> **Task objective**:
When the string "struct" appears in a line of the records, show the whole line.

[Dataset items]

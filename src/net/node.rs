//! 节点配置
//!
//! 定义服务节点的不可变配置：服务台数、队列容量、到达生成上限和分布。

use crate::dist::Distribution;
use serde::{Deserialize, Serialize};
use tracing::warn;

fn one_server() -> Option<u32> {
    Some(1)
}

fn never_spawn() -> Option<u64> {
    Some(0)
}

/// 节点配置。`None` 表示不设上限。
#[derive(Debug, Clone, PartialEq, Serialize, Deserialize)]
pub struct NodeConfig {
    /// 网络内唯一的名字
    pub name: String,
    /// 并发服务台数（`None` 为无限）
    #[serde(default = "one_server")]
    pub max_servers: Option<u32>,
    /// 队列容量，含正在服务的作业（`None` 为无限）
    #[serde(default)]
    pub max_queue: Option<u32>,
    /// 本节点自行生成的到达数上限：0 表示从不生成，`None` 表示一直生成
    #[serde(default = "never_spawn")]
    pub spawn_arrivals: Option<u64>,
    /// 服务时间分布；对生成到达的节点同时也是到达间隔分布
    pub service: Distribution,
    /// 每次离开后可能出现的停机时长分布
    #[serde(default)]
    pub unavailable: Option<Distribution>,
}

impl NodeConfig {
    /// 持续生成到达的源节点
    pub fn source(name: impl Into<String>, service: Distribution) -> Self {
        Self {
            name: name.into(),
            max_servers: Some(1),
            max_queue: None,
            spawn_arrivals: None,
            service,
            unavailable: None,
        }
    }

    /// 生成 `limit` 个到达后停止的源节点
    pub fn limited_source(name: impl Into<String>, service: Distribution, limit: u64) -> Self {
        Self {
            spawn_arrivals: Some(limit),
            ..Self::source(name, service)
        }
    }

    /// 多服务台排队节点，自身不生成到达
    pub fn queue(name: impl Into<String>, servers: u32, service: Distribution) -> Self {
        Self {
            name: name.into(),
            max_servers: Some(servers),
            max_queue: None,
            spawn_arrivals: Some(0),
            service,
            unavailable: None,
        }
    }

    pub fn with_unavailable(mut self, unavailable: Distribution) -> Self {
        self.unavailable = Some(unavailable);
        self
    }

    pub fn with_queue_capacity(mut self, capacity: u32) -> Self {
        self.max_queue = Some(capacity);
        self
    }

    /// 把 0 个服务台 / 0 容量钳到 1。
    pub(crate) fn clamped(mut self) -> Self {
        if self.max_servers == Some(0) {
            warn!(node = %self.name, "max_servers 为 0，钳为 1");
            self.max_servers = Some(1);
        }
        if self.max_queue == Some(0) {
            warn!(node = %self.name, "max_queue 为 0，钳为 1");
            self.max_queue = Some(1);
        }
        self
    }

    pub fn servers_limit(&self) -> u64 {
        self.max_servers.map_or(u64::MAX, u64::from)
    }

    pub fn queue_limit(&self) -> u64 {
        self.max_queue.map_or(u64::MAX, u64::from)
    }

    /// 是否会无限生成到达
    pub fn spawns_unbounded(&self) -> bool {
        self.spawn_arrivals.is_none()
    }

    /// 是否从不生成到达
    pub fn spawns_nothing(&self) -> bool {
        self.spawn_arrivals == Some(0)
    }

    /// 已有 `arrivals` 个到达时是否还应生成下一个
    pub fn should_spawn(&self, arrivals: u64) -> bool {
        self.spawn_arrivals.is_none_or(|limit| arrivals < limit)
    }
}
//! 标识符类型
//!
//! 节点在网络中的下标。

/// 节点标识符
#[derive(Debug, Clone, Copy, PartialEq, Eq, Hash, PartialOrd, Ord)]
pub struct NodeId(pub usize);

> **Answer to this task**:
pub struct NodeConfig {
pub struct NodeId(pub usize);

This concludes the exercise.